Brown v. Board of Education is definitely the most well-supported case of the
three, and you might be right; perhaps it's fully justified by the 14th
Amendment. I have trouble seeing how the Court got from the reasoning in
McLaurin v. Oklahoma State Regents (most professional schools need to be
integrated so that minorities can learn their professions from people who are
currently working in their field) to the sweeping declaration in Brown that
all segregated schools in all circumstances are inherently illegal, but that's
a relatively minor quibble, and I should have looked for a better example.

The problem with the 9th Amendment argument for rights like privacy is that
just because the rights exist doesn't mean the federal government is entrusted
with protecting those rights, much less affirmatively defining their scope in
cases where the extent of the right is hotly contested.

It doesn't make much sense to file a federal lawsuit to stop a state
government from implementing state abortion laws that were duly approved a
majority of the state's voters, including women. It makes even less sense for
the Supreme Court to then lay out (as it did in Roe v. Wade) a detailed
regulatory scheme explaining exactly when a fetus should be treated as a
person. Even if you approve of Roe v. Wade's trimester scheme, there's no
common sense way to get from "Americans probably have some kind of right to
privacy" to "According to the Constitution, here's which fetuses are viable."

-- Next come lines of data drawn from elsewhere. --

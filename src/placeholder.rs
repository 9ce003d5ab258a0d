//! `%TOKEN%` expansion for directory paths.
//!
//! Installer paths reference well-known device folders through symbolic tokens such as
//! `%CE2%` (`\Windows`). Expansion is a single left-to-right pass:
//! - `%%` is an escaped literal `%` and never starts or ends a token,
//! - `%word%` (`word` made of letters, digits or `_`) is replaced when `word` is in the table,
//! - unknown tokens are left as-is, percent signs included,
//! - replacement text is never re-scanned.
//!
//! Because `%%` is resolved before any token is recognised, an escaped percent can never be
//! glued into a token name: `%CE2%%%CE1%` reads as `%CE2`, an escaped `%`, then `%CE1%`, and
//! becomes `%CE2%\Program Files`. Tools that swap `%%` for a word character before matching
//! see a single unknown token there instead and produce `%CE2%%CE1%`.

use indexmap::IndexMap;
use serde::Serialize;

/// Symbolic token → path fragment lookup.
///
/// Passed explicitly to every expansion so callers can override entries (for example the
/// install directory behind `%CE0%`).
#[derive(Debug, Clone, PartialEq, Eq, Default, Serialize)]
#[serde(transparent)]
pub struct PlaceholderTable(IndexMap<String, String>);

const CE_DIRECTORIES: [(&str, &str); 18] = [
    ("CE0", "InstallDir"),
    ("CE1", "\\Program Files"),
    ("CE2", "\\Windows"),
    ("CE3", "\\Windows\\Desktop"),
    ("CE4", "\\Windows\\StartUp"),
    ("CE5", "\\My Documents"),
    ("CE6", "\\Program Files\\Accessories"),
    ("CE7", "\\Program Files\\Communications"),
    ("CE8", "\\Program Files\\Games"),
    ("CE9", "\\Program Files\\Pocket Outlook"),
    ("CE10", "\\Program Files\\Office"),
    ("CE11", "\\Windows\\Programs"),
    ("CE12", "\\Windows\\Programs\\Accessories"),
    ("CE13", "\\Windows\\Programs\\Communications"),
    ("CE14", "\\Windows\\Programs\\Games"),
    ("CE15", "\\Windows\\Fonts"),
    ("CE16", "\\Windows\\Recent"),
    ("CE17", "\\Windows\\Favorites"),
];

impl PlaceholderTable {
    pub fn new() -> Self {
        Self::default()
    }

    /// The 18 built-in `%CE0%`..`%CE17%` device folders.
    pub fn ce_directories() -> Self {
        CE_DIRECTORIES
            .iter()
            .map(|&(token, path)| (token.to_owned(), path.to_owned()))
            .collect()
    }

    /// Override the value behind `%CE0%`.
    pub fn with_install_dir(mut self, install_dir: impl Into<String>) -> Self {
        self.insert("CE0", install_dir);
        self
    }

    pub fn insert(&mut self, token: impl Into<String>, value: impl Into<String>) {
        self.0.insert(token.into(), value.into());
    }

    pub fn get(&self, token: &str) -> Option<&str> {
        self.0.get(token).map(String::as_str)
    }

    pub fn len(&self) -> usize {
        self.0.len()
    }

    pub fn is_empty(&self) -> bool {
        self.0.is_empty()
    }

    pub fn iter(&self) -> impl Iterator<Item = (&str, &str)> {
        self.0.iter().map(|(k, v)| (k.as_str(), v.as_str()))
    }
}

impl<K: Into<String>, V: Into<String>> FromIterator<(K, V)> for PlaceholderTable {
    fn from_iter<I: IntoIterator<Item = (K, V)>>(iter: I) -> Self {
        PlaceholderTable(
            iter.into_iter()
                .map(|(k, v)| (k.into(), v.into()))
                .collect(),
        )
    }
}

#[inline]
fn is_word_char(c: char) -> bool {
    c.is_alphanumeric() || c == '_'
}

/// Expand tokens inside a run of text that contains no `%%` escapes.
fn substitute_run(run: &str, table: &PlaceholderTable, out: &mut String) {
    let mut rest = run;
    while let Some(start) = rest.find('%') {
        out.push_str(&rest[..start]);
        let after = &rest[start + 1..];

        let word_len = after
            .char_indices()
            .find(|&(_, c)| !is_word_char(c))
            .map_or(after.len(), |(idx, _)| idx);

        if word_len > 0 && after[word_len..].starts_with('%') {
            let word = &after[..word_len];
            match table.get(word) {
                Some(value) => out.push_str(value),
                None => {
                    out.push('%');
                    out.push_str(word);
                    out.push('%');
                }
            }
            rest = &after[word_len + 1..];
        } else {
            out.push('%');
            rest = after;
        }
    }
    out.push_str(rest);
}

/// Expand every `%TOKEN%` of `text` found in `table`. See the module docs for the rules.
pub fn substitute(text: &str, table: &PlaceholderTable) -> String {
    let mut out = String::with_capacity(text.len());
    for (i, run) in text.split("%%").enumerate() {
        if i > 0 {
            out.push('%');
        }
        substitute_run(run, table, &mut out);
    }
    out
}
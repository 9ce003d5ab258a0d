use anyhow::{Context, Result, bail};
use clap::{Arg, ArgAction, ArgMatches, Command};
use dialoguer::{Confirm, Input};
use indoc::indoc;
use log::{Level, info};
use simplelog::{Config, WriteLogger};

use msce::{DecoderSettings, PlaceholderTable, SetupManifest};

use std::fs::{self, File};
use std::io::{self, Read, Write};
use std::path::{Path, PathBuf};
use std::process::exit;

#[path = "msce_dump/render.rs"]
mod render;

#[derive(Copy, Clone, Debug, PartialEq, Eq)]
pub enum MsceOutputFormat {
    Text,
    Json,
    JsonLines,
}

#[derive(Debug, Clone, PartialEq, Eq)]
enum InputSource {
    Path(PathBuf),
    Stdin,
}

struct MsceDump {
    decoder_settings: DecoderSettings,
    input: InputSource,
    output_format: MsceOutputFormat,
    dos_names: bool,
    output: Box<dyn Write>,
    verbosity_level: Option<Level>,
}

impl MsceDump {
    pub fn from_cli_matches(matches: &ArgMatches) -> Result<Self> {
        let input = match matches.get_one::<String>("INPUT") {
            Some(path) if path == "-" => InputSource::Stdin,
            Some(path) => InputSource::Path(PathBuf::from(path)),
            None => InputSource::Path(prompt_for_input_path()?),
        };

        let output_format = match matches
            .get_one::<String>("output-format")
            .map(String::as_str)
            .unwrap_or("text")
        {
            "json" => MsceOutputFormat::Json,
            "jsonl" => MsceOutputFormat::JsonLines,
            _ => MsceOutputFormat::Text,
        };

        let verbosity_level = match matches.get_count("verbose") {
            0 => None,
            1 => Some(Level::Info),
            2 => Some(Level::Debug),
            3 => Some(Level::Trace),
            _ => {
                eprintln!("using more than -vvv does not affect verbosity level");
                Some(Level::Trace)
            }
        };

        let mut placeholders = PlaceholderTable::ce_directories();
        if let Some(install_dir) = matches.get_one::<String>("install-dir") {
            placeholders = placeholders.with_install_dir(install_dir.as_str());
        }

        let decoder_settings = DecoderSettings::new()
            .placeholders(placeholders)
            .allow_duplicate_ids(matches.get_flag("allow-duplicate-ids"))
            .parallel(cfg!(feature = "multithreading"));

        let output: Box<dyn Write> = match matches.get_one::<String>("output-target") {
            Some(path) => Box::new(
                Self::create_output_file(path, !matches.get_flag("no-confirm-overwrite"))
                    .with_context(|| {
                        format!("An error occurred while creating output file at `{path}`")
                    })?,
            ),
            None => Box::new(io::stdout()),
        };

        Ok(MsceDump {
            decoder_settings,
            input,
            output_format,
            dos_names: matches.get_flag("dos-names"),
            output,
            verbosity_level,
        })
    }

    /// Main entry point for `MsceDump`
    pub fn run(&mut self) -> Result<()> {
        self.try_to_initialize_logging();

        let data = self.read_input()?;
        info!("Read {} bytes of manifest data", data.len());

        let manifest = SetupManifest::parse_with_settings(&data, &self.decoder_settings)
            .with_context(|| format!("Failed to decode {}", self.input_name()))?;

        match self.output_format {
            MsceOutputFormat::Text => {
                render::write_text(&mut self.output, &manifest, self.dos_names)?
            }
            MsceOutputFormat::Json => render::write_json(&mut self.output, &manifest)?,
            MsceOutputFormat::JsonLines => render::write_json_lines(&mut self.output, &manifest)?,
        }

        self.output.flush().context("Failed to flush output")?;
        Ok(())
    }

    fn input_name(&self) -> String {
        match &self.input {
            InputSource::Path(path) => path.display().to_string(),
            InputSource::Stdin => "<stdin>".to_owned(),
        }
    }

    fn read_input(&self) -> Result<Vec<u8>> {
        match &self.input {
            InputSource::Path(path) => {
                fs::read(path).with_context(|| format!("Failed to open file {}", path.display()))
            }
            InputSource::Stdin => {
                let mut data = Vec::new();
                io::stdin()
                    .lock()
                    .read_to_end(&mut data)
                    .context("Failed to read manifest from stdin")?;
                Ok(data)
            }
        }
    }

    /// If `prompt` is passed, will display a confirmation prompt before overwriting files.
    fn create_output_file(path: impl AsRef<Path>, prompt: bool) -> Result<File> {
        let p = path.as_ref();

        if p.is_dir() {
            bail!(
                "There is a directory at {}, refusing to overwrite",
                p.display()
            );
        }

        if p.exists() {
            if prompt {
                let confirmed = Confirm::new()
                    .with_prompt(format!(
                        "Are you sure you want to override output file at {}",
                        p.display()
                    ))
                    .default(false)
                    .interact()
                    .context("Failed to write confirmation prompt to term")?;

                if !confirmed {
                    bail!("Cancelled");
                }
            }
            return Ok(File::create(p)?);
        }

        // Ok to assume p is not an existing directory
        match p.parent() {
            Some(parent) => {
                if !parent.as_os_str().is_empty() && !parent.exists() {
                    fs::create_dir_all(parent)?;
                }
                Ok(File::create(p)?)
            }
            None => bail!("Output file cannot be root."),
        }
    }

    fn try_to_initialize_logging(&self) {
        if let Some(level) = self.verbosity_level {
            // Logs go to stderr so they never interleave with JSON written to stdout.
            if let Err(e) = WriteLogger::init(level.to_level_filter(), Config::default(), io::stderr())
            {
                eprintln!("Failed to initialize logging: {e}");
            }
        }
    }
}

fn prompt_for_input_path() -> Result<PathBuf> {
    let path: String = Input::new()
        .with_prompt("Paste here the path to a \"*.000\" file")
        .interact_text()
        .context("I/O error while reading path from the terminal")?;

    Ok(PathBuf::from(path.trim().trim_matches('"')))
}

fn command() -> Command {
    Command::new("msce_dump")
        .version(env!("CARGO_PKG_VERSION"))
        .about("Utility to dump Windows CE setup manifests (MSCE / *.000)")
        .arg(
            Arg::new("INPUT")
                .help("Path to the manifest. Pass `-` to read from stdin. Prompts for a path when omitted."),
        )
        .arg(
            Arg::new("output-format")
                .short('o')
                .long("format")
                .value_parser(["text", "json", "jsonl"])
                .default_value("text")
                .help("Sets the output format")
                .long_help(indoc!(r#"
                    Sets the output format:
                        "text"  - human readable dump, one section after another.
                        "json"  - the whole manifest as one indented JSON document.
                        "jsonl" - one JSON object per record, tagged with its section.
                "#)),
        )
        .arg(
            Arg::new("output-target")
                .long("output")
                .short('f')
                .value_name("PATH")
                .help(indoc!("Writes output to the file specified instead of stdout, errors will still be printed to stderr.
                       Will ask for confirmation before overwriting files, to allow overwriting, pass `--no-confirm-overwrite`
                       Will create parent directories if needed.")),
        )
        .arg(
            Arg::new("no-confirm-overwrite")
                .long("no-confirm-overwrite")
                .action(ArgAction::SetTrue)
                .help("When set, will not ask for confirmation before overwriting files, useful for automation"),
        )
        .arg(
            Arg::new("install-dir")
                .long("install-dir")
                .value_name("DIR")
                .help("Expands `%CE0%` to DIR instead of the literal `InstallDir`."),
        )
        .arg(
            Arg::new("allow-duplicate-ids")
                .long("allow-duplicate-ids")
                .action(ArgAction::SetTrue)
                .help("When set, a repeated ID inside a section replaces the earlier record instead of failing."),
        )
        .arg(
            Arg::new("dos-names")
                .long("dos-names")
                .action(ArgAction::SetTrue)
                .help("Text output only: show FILES destinations as DOS 8.3 names."),
        )
        .arg(
            Arg::new("verbose")
                .short('v')
                .action(ArgAction::Count)
                .help(indoc!("-v - info, -vv - debug, -vvv - trace.
                       trace output is only available in debug builds, as it is extremely verbose")),
        )
}

fn main() {
    let matches = command().get_matches();

    let result = MsceDump::from_cli_matches(&matches).and_then(|mut app| app.run());
    if let Err(e) = result {
        eprintln!("{e:?}");
        exit(1);
    }
}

Similarly, I support gay marriage, but I can't find a right to gay marriage in
the constitution as it's currently written. The Obergefell court wasn't even
pretending to interpret any particular part of the Constitution -- instead,
the Court just asserted that "The identification and protection of fundamental
rights is an enduring part of the judicial duty to interpret the Constitution"
and that "it requires courts to exercise reasoned judgment in identifying
interests of the person so fundamental that the State must accord them its
respect." If you trust the nine members of the Supreme Court to "exercise
reasoned judgment" on behalf of the whole country to figure out what's moral,
then that's fine...but that's not a democratic way of doing things.